--- START ---

// Link preview CLI
//
// Resolves preview metadata for each URL argument and prints one
// `{"status":..,"body":..}` line per URL. One browser is launched at startup
// and shared by every rendered extraction.

use anyhow::{Context, Result};
use std::path::PathBuf;
use std::sync::Arc;
use std::time::Duration;
use tokio_util::sync::CancellationToken;
use tracing::{info, warn};
use tracing_subscriber::EnvFilter;

use kodegen_tools_link_preview::{
    BrowserManager, Config, MemoryStore, PreviewResponse, ResultCache, Unfurler,
    load_yaml_config, load_yaml_config_from, stop_sweeper,
};

#[tokio::main]
async fn main() -> Result<()> {
    let filter = EnvFilter::try_from_default_env().unwrap_or_else(|_| EnvFilter::new("info"));
    tracing_subscriber::fmt()
        .with_env_filter(filter)
        .with_writer(std::io::stderr)
        .init();

    let urls: Vec<String> = std::env::args().skip(1).collect();
    if urls.is_empty() {
        anyhow::bail!("usage: kodegen-link-preview <url>...");
    }

    let config = load_config()?;

    let manager = Arc::new(BrowserManager::new(config.browser.clone()));
    if let Err(e) = manager.init().await {
        warn!("Browser launch failed at startup, will retry on first render: {}", e);
    }

    let store = Arc::new(MemoryStore::new());
    let sweeper_token = CancellationToken::new();
    let sweeper = (config.cache.sweep_interval_secs > 0).then(|| {
        Arc::clone(&store).spawn_sweeper(
            Duration::from_secs(config.cache.sweep_interval_secs),
            sweeper_token.clone(),
        )
    });
    let cache = ResultCache::new(store, config.cache.ttl());

    let outcome = run(&config, cache, Arc::clone(&manager), &urls).await;

    if let Some(handle) = sweeper {
        stop_sweeper(&sweeper_token, handle).await;
    }
    manager.shutdown().await;
    info!("Shutdown complete");

    outcome
}

async fn run(
    config: &Config,
    cache: ResultCache,
    manager: Arc<BrowserManager>,
    urls: &[String],
) -> Result<()> {
    let unfurler = Unfurler::from_config(config, cache, manager)?;

    for url in urls {
        let response = PreviewResponse::from(unfurler.unfurl(url).await);
        println!("{}", serde_json::to_string(&response)?);
    }

    Ok(())
}

fn load_config() -> Result<Config> {
    match std::env::var_os("LINK_PREVIEW_CONFIG") {
        Some(path) => {
            let path = PathBuf::from(path);
            load_yaml_config_from(&path)
                .with_context(|| format!("Failed to load config from {}", path.display()))
        }
        None => load_yaml_config().context("Failed to load config.yaml"),
    }
}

--- END ---

▶ _ABOUT THIS TASK_: Type the material above out again, exactly.

▶ _RESULT FOR THIS TASK_:
// Link preview CLI
//
// Resolves preview metadata for each URL argument and prints one
// `{"status":..,"body":..}` line per URL. One browser is launched at startup
// and shared by every rendered extraction.

use anyhow::{Context, Result};
use std::path::PathBuf;
use std::sync::Arc;
use std::time::Duration;
use tokio_util::sync::CancellationToken;
use tracing::{info, warn};
use tracing_subscriber::EnvFilter;

use kodegen_tools_link_preview::{
    BrowserManager, Config, MemoryStore, PreviewResponse, ResultCache, Unfurler,
    load_yaml_config, load_yaml_config_from, stop_sweeper,
};

#[tokio::main]
async fn main() -> Result<()> {
    let filter = EnvFilter::try_from_default_env().unwrap_or_else(|_| EnvFilter::new("info"));
    tracing_subscriber::fmt()
        .with_env_filter(filter)
        .with_writer(std::io::stderr)
        .init();

    let urls: Vec<String> = std::env::args().skip(1).collect();
    if urls.is_empty() {
        anyhow::bail!("usage: kodegen-link-preview <url>...");
    }

    let config = load_config()?;

    let manager = Arc::new(BrowserManager::new(config.browser.clone()));
    if let Err(e) = manager.init().await {
        warn!("Browser launch failed at startup, will retry on first render: {}", e);
    }

    let store = Arc::new(MemoryStore::new());
    let sweeper_token = CancellationToken::new();
    let sweeper = (config.cache.sweep_interval_secs > 0).then(|| {
        Arc::clone(&store).spawn_sweeper(
            Duration::from_secs(config.cache.sweep_interval_secs),
            sweeper_token.clone(),
        )
    });
    let cache = ResultCache::new(store, config.cache.ttl());

    let outcome = run(&config, cache, Arc::clone(&manager), &urls).await;

    if let Some(handle) = sweeper {
        stop_sweeper(&sweeper_token, handle).await;
    }
    manager.shutdown().await;
    info!("Shutdown complete");

    outcome
}

async fn run(
    config: &Config,
    cache: ResultCache,
    manager: Arc<BrowserManager>,
    urls: &[String],
) -> Result<()> {
    let unfurler = Unfurler::from_config(config, cache, manager)?;

    for url in urls {
        let response = PreviewResponse::from(unfurler.unfurl(url).await);
        println!("{}", serde_json::to_string(&response)?);
    }

    Ok(())
}

fn load_config() -> Result<Config> {
    match std::env::var_os("LINK_PREVIEW_CONFIG") {
        Some(path) => {
            let path = PathBuf::from(path);
            load_yaml_config_from(&path)
                .with_context(|| format!("Failed to load config from {}", path.display()))
        }
        None => load_yaml_config().context("Failed to load config.yaml"),
    }
}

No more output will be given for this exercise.